RowanMumsnet · 16/08/2013 15:16


As lots of you will already know, we've spent the last few months working on a new campaign called 'This Is My Child' - and it's launching on Monday. (We're letting you know about it now because there's a rather nice piece about in in the Guardian this weekend.)

You can read about the background to the campaign here, but in essence it's about myth-busting and awareness-raising - so we'd really love you all to share it as widely as possible. We've consulted with Mumsnetters and the material is supported by input from some of the leading charities in the field: Mencap, Contact A Family and Every Disabled Child Matters.

Over the years on Mumsnet, parents of children with SN have described how their lives are made more difficult by the occasional (or not-so-occasional) judginess of members of the public. They've described how this can contribute to their isolation, placing limits on their social opportunities because they can't face the stress and disapproval that comes with public interactions.

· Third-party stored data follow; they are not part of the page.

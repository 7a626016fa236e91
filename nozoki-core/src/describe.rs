//! オブジェクト解析リクエスト
//!
//! タグ付きアドレスを分類し、マップから型を決めて、種別ごとのプロパティを列挙します。
//! メモリの読み取り失敗や型チェックの失敗はすべて結果のデータとして返ります。

use crate::access::{MemoryAccessResult, MemoryAccessor};
use crate::compression::is_smi;
use crate::config::InspectConfig;
use crate::object::{
    untagged, ObjectKind, ReadContext, HEAP_OBJECT_TAG, TAG_MASK, WEAK_HEAP_OBJECT_TAG,
};
use crate::result::{ObjectPropertiesResult, TypeCheckResult};
use tracing::debug;

/// アドレスが圧縮形かどうかの扱い
#[derive(Debug, Clone, Copy, PartialEq, Eq, Default)]
pub enum PointerForm {
    /// アドレスの形から判断する
    #[default]
    Auto,
    /// 圧縮されているものとして扱う
    Compressed,
    /// 圧縮されていないものとして扱う
    Uncompressed,
}

/// 1つのオブジェクトの解析リクエスト
#[derive(Debug, Clone, PartialEq, Eq)]
pub struct ObjectRequest {
    /// 対象のタグ付きアドレス（またはSmi）
    pub address: u64,
    /// 想定する静的な型名
    pub type_hint: Option<String>,
    /// 圧縮形かどうかの扱い
    pub pointer_form: PointerForm,
    /// 圧縮ポインタの展開に使うヒープ内の任意のアドレス
    pub any_heap_pointer: Option<u64>,
}

impl ObjectRequest {
    pub fn new(address: u64) -> Self {
        Self {
            address,
            type_hint: None,
            pointer_form: PointerForm::Auto,
            any_heap_pointer: None,
        }
    }

    pub fn with_type_hint(mut self, type_hint: impl Into<String>) -> Self {
        self.type_hint = Some(type_hint.into());
        self
    }

    pub fn with_pointer_form(mut self, pointer_form: PointerForm) -> Self {
        self.pointer_form = pointer_form;
        self
    }

    pub fn with_heap_pointer(mut self, any_heap_pointer: u64) -> Self {
        self.any_heap_pointer = Some(any_heap_pointer);
        self
    }
}

/// オブジェクトを解析する
///
/// 必ず結果を返します。読めなかったフィールドはプロパティ単位で記録されます。
pub fn describe_object(
    request: &ObjectRequest,
    accessor: &dyn MemoryAccessor,
    config: &InspectConfig,
) -> ObjectPropertiesResult {
    let ctx = ReadContext::new(accessor, config);
    describe_tagged(&ctx, request, request.address)
}

fn describe_tagged(
    ctx: &ReadContext<'_>,
    request: &ObjectRequest,
    address: u64,
) -> ObjectPropertiesResult {
    let compression = ctx.config().compression;

    if is_smi(address) {
        let value = compression.smi_value(address);
        debug!("0x{:x} is a Smi ({})", address, value);
        return ObjectPropertiesResult::new(TypeCheckResult::Smi, value.to_string(), "Smi", Vec::new());
    }

    if address & TAG_MASK == WEAK_HEAP_OBJECT_TAG {
        let strong = (address & !TAG_MASK) | HEAP_OBJECT_TAG;
        debug!("0x{:x} is a weak reference to 0x{:x}", address, strong);
        let mut result = describe_tagged(ctx, request, strong);
        result.prepend("weak ref to ");
        return result;
    }

    let compressed = match request.pointer_form {
        PointerForm::Auto => compression.is_compressed(address),
        PointerForm::Compressed => true,
        PointerForm::Uncompressed => false,
    };
    if !compressed {
        return describe_heap_object(ctx, request, address);
    }

    match request
        .any_heap_pointer
        .and_then(|hint| compression.decompress(address, hint))
    {
        Some(full) => {
            debug!("Decompressed 0x{:x} to 0x{:x}", address, full);
            describe_heap_object(ctx, request, full)
        }
        None => {
            debug!("Unable to decompress 0x{:x}", address);
            let type_name = request
                .type_hint
                .as_deref()
                .and_then(ObjectKind::from_name)
                .map_or("Object", |kind| kind.name());
            ObjectPropertiesResult::new(
                TypeCheckResult::UnableToDecompress,
                format!("0x{:x} (compressed, no heap pointer to decompress)", address),
                type_name,
                Vec::new(),
            )
        }
    }
}

fn describe_heap_object(
    ctx: &ReadContext<'_>,
    request: &ObjectRequest,
    address: u64,
) -> ObjectPropertiesResult {
    let (object_start, map) = ctx.read_tagged_resolved(untagged(address));
    let resolved = object_start | HEAP_OBJECT_TAG;

    let from_map = match map.validity {
        MemoryAccessResult::Ok => kind_from_map(ctx, map.value, resolved),
        MemoryAccessResult::AddressNotValid | MemoryAccessResult::Moved { .. } => {
            Err(TypeCheckResult::ObjectPointerInvalid)
        }
        MemoryAccessResult::AddressValidButInaccessible | MemoryAccessResult::Partial { .. } => {
            Err(TypeCheckResult::ObjectPointerValidButInaccessible)
        }
    };
    let (kind, verdict) = choose_kind(from_map, request.type_hint.as_deref());
    debug!("0x{:x}: {} ({})", resolved, kind, verdict);

    let object = kind.create(resolved);
    let properties = object.properties(ctx);
    let brief = object
        .brief(ctx)
        .unwrap_or_else(|| format!("0x{:x} <{}>", resolved, object.name()));

    let mut result = ObjectPropertiesResult::new(verdict, brief, object.name(), properties);
    if resolved != address {
        result.prepend(&format!("0x{:x} moved to ", address));
    }
    result
}

/// マップの値からインスタンス型を読み、種別を引く
fn kind_from_map(
    ctx: &ReadContext<'_>,
    map: u64,
    object_address: u64,
) -> Result<ObjectKind, TypeCheckResult> {
    let config = ctx.config();
    let map_address = config
        .compression
        .decompress(map, object_address)
        .ok_or(TypeCheckResult::UnableToDecompress)?;

    let instance_type_address = untagged(map_address)
        .checked_add(config.instance_type_offset())
        .ok_or(TypeCheckResult::MapPointerInvalid)?;
    let (_, instance_type) = ctx.read_resolved::<u16>(instance_type_address);
    match instance_type.validity {
        MemoryAccessResult::Ok => config
            .instance_types
            .get(instance_type.value)
            .ok_or(TypeCheckResult::UnknownInstanceType),
        MemoryAccessResult::AddressNotValid | MemoryAccessResult::Moved { .. } => {
            Err(TypeCheckResult::MapPointerInvalid)
        }
        MemoryAccessResult::AddressValidButInaccessible | MemoryAccessResult::Partial { .. } => {
            Err(TypeCheckResult::MapPointerValidButInaccessible)
        }
    }
}

/// マップから得た種別と型ヒントから、使う種別と判定を決める
fn choose_kind(
    from_map: Result<ObjectKind, TypeCheckResult>,
    type_hint: Option<&str>,
) -> (ObjectKind, TypeCheckResult) {
    let hinted = type_hint.map(ObjectKind::from_name);
    match (from_map, hinted) {
        (Ok(kind), Some(Some(hint))) if !kind.is_subtype_of(hint) => {
            (kind, TypeCheckResult::TypeHintMismatch)
        }
        (Ok(kind), _) => (kind, TypeCheckResult::UsedMap),
        (Err(_), Some(Some(hint))) => (hint, TypeCheckResult::UsedTypeHint),
        (Err(_), Some(None)) => (ObjectKind::HeapObject, TypeCheckResult::UnknownTypeHint),
        (Err(failure), None) => (ObjectKind::HeapObject, failure),
    }
}

#[cfg(test)]
mod tests {
    use super::*;
    use crate::compression::PointerCompression;
    use crate::property::PropertyKind;
    use crate::snapshot::SnapshotMemory;

    const CAGE: u64 = 0x7f00_0000_0000;
    const MAP: u64 = CAGE + 0x100;
    const ARRAY: u64 = CAGE + 0x2000;
    const FIXED_ARRAY_TYPE: u16 = 0x83;

    /// 圧縮ありのヒープ: MAPはFixedArrayのマップ、ARRAYは長さ2のFixedArray
    fn heap() -> (SnapshotMemory, InspectConfig) {
        let mut config = InspectConfig::default();
        config
            .instance_types
            .insert(FIXED_ARRAY_TYPE, ObjectKind::FixedArray);

        let mut memory = SnapshotMemory::new();
        memory.add_region(MAP, vec![0u8; 0x10]);
        memory.write_u16(MAP + config.instance_type_offset(), FIXED_ARRAY_TYPE);

        memory.add_region(ARRAY, vec![0u8; 0x10]);
        let compression = config.compression;
        memory.write_u32(ARRAY, compression.compress(MAP + 1) as u32);
        memory.write_u32(ARRAY + 4, compression.smi_tagged(2) as u32);
        (memory, config)
    }

    #[test]
    fn test_describe_smi() {
        let config = InspectConfig::default();
        let memory = SnapshotMemory::new();
        let address = config.compression.smi_tagged(21);

        let result = describe_object(&ObjectRequest::new(address), &memory, &config);
        assert_eq!(result.type_check_result(), TypeCheckResult::Smi);
        assert_eq!(result.brief(), "21");
        assert_eq!(result.type_name(), "Smi");
        assert!(result.properties().is_empty());
    }

    #[test]
    fn test_describe_uses_map() {
        let (memory, config) = heap();
        let result = describe_object(&ObjectRequest::new(ARRAY + 1), &memory, &config);

        assert_eq!(result.type_check_result(), TypeCheckResult::UsedMap);
        assert_eq!(result.type_name(), "FixedArray");
        assert_eq!(result.brief(), format!("0x{:x} <FixedArray>", ARRAY + 1));
        let objects = &result.properties()[2];
        assert_eq!(objects.name(), "objects");
        assert_eq!(objects.kind(), PropertyKind::ArrayOfKnownSize);
        assert_eq!(objects.num_values(), 2);
    }

    #[test]
    fn test_describe_compressed_address() {
        let (memory, config) = heap();
        let compressed = config.compression.compress(ARRAY + 1);

        let request = ObjectRequest::new(compressed).with_heap_pointer(MAP);
        let result = describe_object(&request, &memory, &config);
        assert_eq!(result.type_check_result(), TypeCheckResult::UsedMap);
        assert_eq!(result.properties()[0].address(), ARRAY);

        let result = describe_object(&ObjectRequest::new(compressed), &memory, &config);
        assert_eq!(result.type_check_result(), TypeCheckResult::UnableToDecompress);
        assert!(result.properties().is_empty());
    }

    #[test]
    fn test_describe_weak_reference() {
        let (memory, config) = heap();
        let result = describe_object(&ObjectRequest::new(ARRAY | 3), &memory, &config);

        assert_eq!(result.type_check_result(), TypeCheckResult::UsedMap);
        assert_eq!(
            result.brief(),
            format!("weak ref to 0x{:x} <FixedArray>", ARRAY + 1)
        );
    }

    #[test]
    fn test_describe_type_hint_mismatch() {
        let (memory, config) = heap();
        let request = ObjectRequest::new(ARRAY + 1).with_type_hint("JSArray");
        let result = describe_object(&request, &memory, &config);

        assert_eq!(result.type_check_result(), TypeCheckResult::TypeHintMismatch);
        assert_eq!(result.type_name(), "FixedArray");

        let request = ObjectRequest::new(ARRAY + 1).with_type_hint("FixedArrayBase");
        let result = describe_object(&request, &memory, &config);
        assert_eq!(result.type_check_result(), TypeCheckResult::UsedMap);
    }

    #[test]
    fn test_describe_unreadable_object_uses_hint() {
        let (memory, config) = heap();
        let missing = CAGE + 0x9000 + 1;

        let result = describe_object(&ObjectRequest::new(missing), &memory, &config);
        assert_eq!(result.type_check_result(), TypeCheckResult::ObjectPointerInvalid);
        assert_eq!(result.type_name(), "HeapObject");
        // 読めなくてもフィールドは列挙される
        assert_eq!(result.properties().len(), 1);
        assert!(!result.properties()[0].is_readable());

        let request = ObjectRequest::new(missing).with_type_hint("v8::internal::JSObject");
        let result = describe_object(&request, &memory, &config);
        assert_eq!(result.type_check_result(), TypeCheckResult::UsedTypeHint);
        assert_eq!(result.type_name(), "JSObject");
        assert_eq!(result.properties().len(), 3);

        let request = ObjectRequest::new(missing).with_type_hint("Whatever");
        let result = describe_object(&request, &memory, &config);
        assert_eq!(result.type_check_result(), TypeCheckResult::UnknownTypeHint);
    }

    #[test]
    fn test_describe_map_failures() {
        let (mut memory, mut config) = heap();
        let other = CAGE + 0x3000;
        memory.add_region(other, vec![0u8; 8]);
        // 存在しないマップを指す
        memory.write_u32(other, 0x0000_9001);

        let result = describe_object(&ObjectRequest::new(other + 1), &memory, &config);
        assert_eq!(result.type_check_result(), TypeCheckResult::MapPointerInvalid);

        config.instance_types = Default::default();
        let result = describe_object(&ObjectRequest::new(ARRAY + 1), &memory, &config);
        assert_eq!(result.type_check_result(), TypeCheckResult::UnknownInstanceType);
        assert_eq!(result.type_name(), "HeapObject");
    }

    #[test]
    fn test_describe_follows_moved_object() {
        let (mut memory, config) = heap();
        let old = CAGE + 0x5000;
        memory.add_forward(old, ARRAY);

        let result = describe_object(&ObjectRequest::new(old + 1), &memory, &config);
        assert_eq!(result.type_check_result(), TypeCheckResult::UsedMap);
        assert_eq!(result.properties()[0].address(), ARRAY);
        assert!(result
            .brief()
            .starts_with(&format!("0x{:x} moved to 0x{:x}", old + 1, ARRAY + 1)));
    }

    #[test]
    fn test_describe_uncompressed_heap() {
        let mut config = InspectConfig {
            compression: PointerCompression::disabled(),
            ..InspectConfig::default()
        };
        config.instance_types.insert(0x10, ObjectKind::JSArray);

        let mut memory = SnapshotMemory::new();
        let map = 0x1000u64;
        let array = 0x2000u64;
        memory.add_region(map, vec![0u8; 0x10]);
        memory.write_u16(map + config.instance_type_offset(), 0x10);
        memory.add_region(array, vec![0u8; 0x20]);
        memory.write_u64(array, map + 1);

        let request = ObjectRequest::new(array + 1).with_pointer_form(PointerForm::Uncompressed);
        let result = describe_object(&request, &memory, &config);
        assert_eq!(result.type_check_result(), TypeCheckResult::UsedMap);
        assert_eq!(result.type_name(), "JSArray");
        assert_eq!(result.properties().len(), 4);
        assert!(result.properties().iter().all(|p| p.is_readable()));
    }

    #[test]
    fn test_describe_garbage_map_word() {
        let config = InspectConfig {
            compression: PointerCompression::disabled(),
            ..InspectConfig::default()
        };
        let mut memory = SnapshotMemory::new();
        memory.add_region(0x2000, vec![0xff; 0x20]);

        let request = ObjectRequest::new(0x2001).with_pointer_form(PointerForm::Uncompressed);
        let result = describe_object(&request, &memory, &config);
        assert_eq!(result.type_check_result(), TypeCheckResult::MapPointerInvalid);
        assert_eq!(result.type_name(), "HeapObject");
        assert!(result.properties()[0].is_readable());
    }

    #[test]
    fn test_describe_address_at_end_of_address_space() {
        let config = InspectConfig {
            compression: PointerCompression::disabled(),
            ..InspectConfig::default()
        };
        let memory = SnapshotMemory::new();

        let request = ObjectRequest::new(0xffff_ffff_ffff_fff5).with_type_hint("JSArray");
        let result = describe_object(&request, &memory, &config);
        assert_eq!(result.type_check_result(), TypeCheckResult::UsedTypeHint);
        assert_eq!(result.type_name(), "JSArray");
        assert_eq!(result.properties().len(), 4);
        assert!(result.properties().iter().all(|p| !p.is_readable()));
    }
}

That's why we came up with This Is My Child. Its aim is to support parents of children with additional needs, inform everyone else, and open up a conversation about how we can all act together to make day-to-day life a bit easier for these families.

The input of parents caring for children with special needs has always provided a fascinating perspective for other MNers, encouraging empathy and giving real insight into what life can be like. We're hoping that our myth-busters, tips for non-experts and strategies for parents and carers, along with our background facts and figures, will help to bring the wisdom and perspective of Mumsnet SN posters to a wider audience.

So if you like what you read and think someone you know would find it interesting or useful, please share it as widely as you can (you'll find our impressively large sharing buttons on each page Wink).

And for the Tweeps among you, we'll be holding a Twitter party on the #ThisIsMyChild hashtag on Tuesday between 1pm and 2pm; please join in if you can.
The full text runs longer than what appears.